Mas há um engano crasso. Para ver a verdade nesse assunto, é de importância vital inquirir o que é pecado. Todos aceitam que o egoísmo é pecado. Comparativamente poucos parecem compreender que o egoísmo é a totalidade do pecado, que toda forma de pecado pode resumir-se em egoísmo, exatamente como toda forma de virtude pode resumir-se em benevolência. Não é meu propósito agora mostrar que o egoísmo é a totalidade do pecado. Por enquanto é suficiente tomar a admissão de que o egoísmo é pecado. Mas que é egoísmo? É a escolha da gratificação própria como um fim. E a preferência de nossa própria gratificação à custa do máximo bem da existência universal. A gratificação própria é o fim supremo do egoísmo. Essa escolha é pecaminosa. Ou seja, a moral dessa escolha egoísta é pecado. Ora, em caso algum nosso pecado é ou pode ser escolhido por si ou como um fim. Sempre que algo é escolhido para gratificar a si próprio não é escolhido porque a escolha é pecaminosa; mesmo assim, é pecaminosa. Não é o caráter pecaminoso da escolha em que a preferência se fixa como um fim ou por si, mas a gratificação trazida pelo objeto escolhido. Por exemplo, furtar é pecado. Mas a vontade, no ato de furtar, não almeja nem termina no caráter pecaminoso do furto, mas no ganho ou gratificação esperada do objeto furtado. A bebedeira é pecaminosa, mas o bêbado não intenta ou escolhe o pecado por si ou como um fim. Ele não escolhe a bebida forte porque a escolha é pecaminosa, mas, mesmo assim, ela é. Escolhemos a gratificação, mas não o pecado, como um fim. Escolher a gratificação como um fim é pecado, mas o pecado não é o objeto da escolha. Nossa mãe, Eva, comeu o fruto proibido. Esse ato foi pecaminoso. Mas o objeto escolhido ou intentado não foi o pecado de comer, mas a gratificação que a fruta daria. O pecado não é e não pode ser escolhido como um fim por si, em caso algum. O pecado é só a qualidade do egoísmo. O egoísmo é a escolha, não do pecado como um fim ou por si, mas da gratificação própria; e essa escolha da gratificação própria como um fim é pecaminosa. Ou seja, a qualidade moral da escolha é pecado. Dizer que o pecado é ou pode ser escolhido por si é mentiroso e absurdo. E o mesmo que dizer que uma escolha pode terminar num elemento, qualidade ou atributo de si mesmo; que o objeto escolhido é de fato um elemento da própria escolha.

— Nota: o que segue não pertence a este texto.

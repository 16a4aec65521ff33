//! Core library for the RealtyDesk CRM client.
//!
//! This crate owns the authentication session lifecycle and the authorized
//! HTTP request pipeline that every resource call goes through:
//!
//! - `auth`: credential storage, the session manager and the session context
//! - `api`: transport, the token-refreshing request pipeline and a typed client
//! - `config`: persisted application configuration

pub mod api;
pub mod auth;
pub mod config;

#[cfg(test)]
pub(crate) mod test_support;

pub use api::{ApiClient, ApiError, RequestPipeline};
pub use auth::{CredentialStore, SessionContext, SessionManager, SessionState};
pub use config::Config;
//! Scripted transport shared by unit tests.

use std::collections::{HashMap, VecDeque};
use std::sync::Mutex;
use std::time::Duration;

use async_trait::async_trait;
use reqwest::StatusCode;
use serde_json::json;

use crate::api::resources::REFRESH_PATH;
use crate::api::transport::{ApiRequest, ApiResponse, HttpTransport};
use crate::api::ApiError;

/// Records every request. Scripted replies for a path are used first, in
/// order; once a path's script runs out, requests are answered 200 when they
/// carry the accepted bearer token and 401 otherwise.
#[derive(Default)]
pub(crate) struct StubTransport {
    requests: Mutex<Vec<ApiRequest>>,
    scripted: Mutex<HashMap<String, VecDeque<Result<ApiResponse, ApiError>>>>,
    accepted_token: Mutex<Option<String>>,
    delays: HashMap<String, Duration>,
}

impl StubTransport {
    pub fn new() -> Self {
        Self::default()
    }

    /// Hold every refresh call for `delay` before answering
    pub fn with_refresh_delay(self, delay: Duration) -> Self {
        self.with_delay(REFRESH_PATH, delay)
    }

    /// Hold every call to `path` for `delay` before answering
    pub fn with_delay(mut self, path: &str, delay: Duration) -> Self {
        self.delays.insert(path.to_string(), delay);
        self
    }

    pub fn accept_token(&self, token: &str) {
        *self.accepted_token.lock().unwrap() = Some(token.to_string());
    }

    pub fn script(&self, path: &str, reply: Result<ApiResponse, ApiError>) {
        self.scripted
            .lock()
            .unwrap()
            .entry(path.to_string())
            .or_default()
            .push_back(reply);
    }

    pub fn script_json(&self, path: &str, status: StatusCode, body: serde_json::Value) {
        self.script(path, Ok(ApiResponse::new(status, body.to_string())));
    }

    pub fn requests(&self) -> Vec<ApiRequest> {
        self.requests.lock().unwrap().clone()
    }

    pub fn requests_to(&self, path: &str) -> Vec<ApiRequest> {
        self.requests()
            .into_iter()
            .filter(|r| r.path == path)
            .collect()
    }

    pub fn calls_to(&self, path: &str) -> usize {
        self.requests_to(path).len()
    }

    /// Bearer tokens seen on requests to `path`, in arrival order
    pub fn tokens_sent_to(&self, path: &str) -> Vec<Option<String>> {
        self.requests_to(path)
            .iter()
            .map(|r| r.bearer_token().map(str::to_string))
            .collect()
    }
}

#[async_trait]
impl HttpTransport for StubTransport {
    async fn execute(&self, request: &ApiRequest) -> Result<ApiResponse, ApiError> {
        self.requests.lock().unwrap().push(request.clone());

        if let Some(delay) = self.delays.get(&request.path) {
            tokio::time::sleep(*delay).await;
        }

        let scripted = self
            .scripted
            .lock()
            .unwrap()
            .get_mut(&request.path)
            .and_then(|queue| queue.pop_front());
        if let Some(reply) = scripted {
            return reply;
        }

        let accepted = self.accepted_token.lock().unwrap().clone();
        match (accepted, request.bearer_token()) {
            (Some(accepted), Some(sent)) if accepted == sent => Ok(ApiResponse::new(
                StatusCode::OK,
                json!({"path": request.path, "token": sent}).to_string(),
            )),
            _ => Ok(ApiResponse::new(
                StatusCode::UNAUTHORIZED,
                json!({"message": "Unauthorized"}).to_string(),
            )),
        }
    }
}
//! Authentication module for managing user sessions and credentials.
//!
//! This module provides:
//! - `CredentialStore`: access token, refresh token and user profile persistence
//! - `SessionManager`: login, registration, token refresh and logout
//! - `SessionContext`: observable signed-in state for the application
//!
//! Tokens are never checked for expiry locally; the server's 401 is what
//! triggers a refresh (see `api::pipeline`).

pub mod context;
pub mod credentials;
pub mod error;
pub mod models;
pub mod session;
pub mod storage;

pub use context::{route_decision, RouteDecision, SessionContext, SessionState};
pub use credentials::CredentialStore;
pub use error::AuthError;
pub use models::{split_full_name, AuthResponse, Credentials, RegisterRequest, UserProfile};
pub use session::{SessionEvent, SessionManager};
pub use storage::{FileStorage, KeyringStorage, MemoryStorage, Storage, StorageError};
//! Application configuration management.
//!
//! This module handles loading and saving the application configuration,
//! which includes the API base URL, the last email used to log in and the
//! credential storage backend.
//!
//! Configuration is stored at `~/.config/realtydesk/config.json`.

use std::path::{Path, PathBuf};
use std::sync::Arc;

use anyhow::{Context, Result};
use serde::{Deserialize, Serialize};

use crate::auth::{CredentialStore, FileStorage, KeyringStorage, Storage};

/// Application name used for config directory paths
const APP_NAME: &str = "realtydesk";

/// Config file name
const CONFIG_FILE: &str = "config.json";

/// Backend used when neither the config file nor the environment names one
pub const DEFAULT_API_URL: &str = "http://localhost:5000";

/// Environment variable overriding the configured API base URL
pub const API_URL_ENV: &str = "REALTYDESK_API_URL";

/// Where the credential bundle is persisted
#[derive(Debug, Clone, Copy, PartialEq, Eq, Default, Serialize, Deserialize)]
#[serde(rename_all = "lowercase")]
pub enum StorageKind {
    #[default]
    File,
    Keyring,
}

#[derive(Debug, Clone, Serialize, Deserialize, Default)]
pub struct Config {
    pub api_base_url: Option<String>,
    pub last_email: Option<String>,
    #[serde(default)]
    pub storage: StorageKind,
}

impl Config {
    pub fn load() -> Result<Self> {
        Self::load_from(&Self::config_path()?)
    }

    pub fn load_from(path: &Path) -> Result<Self> {
        if path.exists() {
            let contents = std::fs::read_to_string(path)
                .with_context(|| format!("Failed to read config file {}", path.display()))?;
            serde_json::from_str(&contents).context("Failed to parse config file")
        } else {
            Ok(Self::default())
        }
    }

    pub fn save(&self) -> Result<()> {
        self.save_to(&Self::config_path()?)
    }

    pub fn save_to(&self, path: &Path) -> Result<()> {
        if let Some(parent) = path.parent() {
            std::fs::create_dir_all(parent)?;
        }
        let contents = serde_json::to_string_pretty(self)?;
        std::fs::write(path, contents)?;
        Ok(())
    }

    fn config_path() -> Result<PathBuf> {
        let config_dir = dirs::config_dir()
            .ok_or_else(|| anyhow::anyhow!("Could not find config directory"))?;
        Ok(config_dir.join(APP_NAME).join(CONFIG_FILE))
    }

    /// Base URL to talk to: environment, then config file, then default
    pub fn api_base_url(&self) -> String {
        self.resolve_api_base_url(std::env::var(API_URL_ENV).ok())
    }

    fn resolve_api_base_url(&self, from_env: Option<String>) -> String {
        from_env
            .filter(|url| !url.trim().is_empty())
            .or_else(|| self.api_base_url.clone())
            .unwrap_or_else(|| DEFAULT_API_URL.to_string())
    }

    /// Open the credential store on the configured backend
    pub fn credential_store(&self) -> Result<CredentialStore> {
        let storage: Arc<dyn Storage> = match self.storage {
            StorageKind::File => {
                let dir = FileStorage::default_dir().context("Failed to locate credential directory")?;
                Arc::new(FileStorage::new(dir))
            }
            StorageKind::Keyring => Arc::new(KeyringStorage::new()),
        };
        Ok(CredentialStore::new(storage))
    }
}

Mas dizem que os pecadores às vezes têm consciência de escolher o pecado por si ou porque é pecado; que eles possuem um estado mental tão maldoso, que amam o pecado por si; que "rolam o pecado como uma guloseima doce sob a língua"; que "engolem os pecados do povo de Deus como se comessem pão" (SI 14.4), ou seja, que amam os próprios pecados e os pecados dos outros, como amam a comida que lhes é necessária e os escolhem por esse motivo ou exatamente como escolhem a comida, que não só pecam com ânsia, mas também têm prazer nos que fazem o mesmo. Ora, tudo isso pode ser verdade, mas não desaprova de modo algum a posição que eu tomei, a saber, que o pecado jamais é e jamais pode ser escolhido como um fim ou por si. O pecado pode ser buscado e amado como um meio, mas jamais como um fim. A escolha da comida servirá de ilustração. A comida jamais é escolhida como um fim último; ela jamais pode ser escolhida desse modo. Ela é sempre um meio. E a gratificação ou a utilidade dela, de algum ponto de vista, que constitui a razão de escolhê-la. A gratificação é sempre o fim pelo qual o homem egoísta come. Aquilo que ele busca pode não ser única ou principalmente o prazer momentâneo de comer. Mas, apesar disso, se for egoísta, terá em vista a própria gratificação como um fim. Pode ser que não tenha em vista tanto uma gratificação presente, mas uma gratificação remota. Assim, ele pode escolher um alimento que lhe dê saúde e força para buscar alguma gratificação distante, a aquisição de bens ou outra coisa que lhe trará gratificação.

Pode acontecer de um pecador chegar a um estado de rebelião contra Deus e o universo, de caráter tão temerário que tenha prazer em desejar, fazer e dizer coisas pecaminosas só porque são pecaminosas e desagradáveis para Deus e para os seres santos. Mas, mesmo nesse caso, o pecado não é escolhido como um fim, mas como um meio de gratificar esse sentimento maldoso. E, afinal, a gratificação própria escolhida como um fim, não o pecado. O pecado é o meio e a gratificação própria, o fim.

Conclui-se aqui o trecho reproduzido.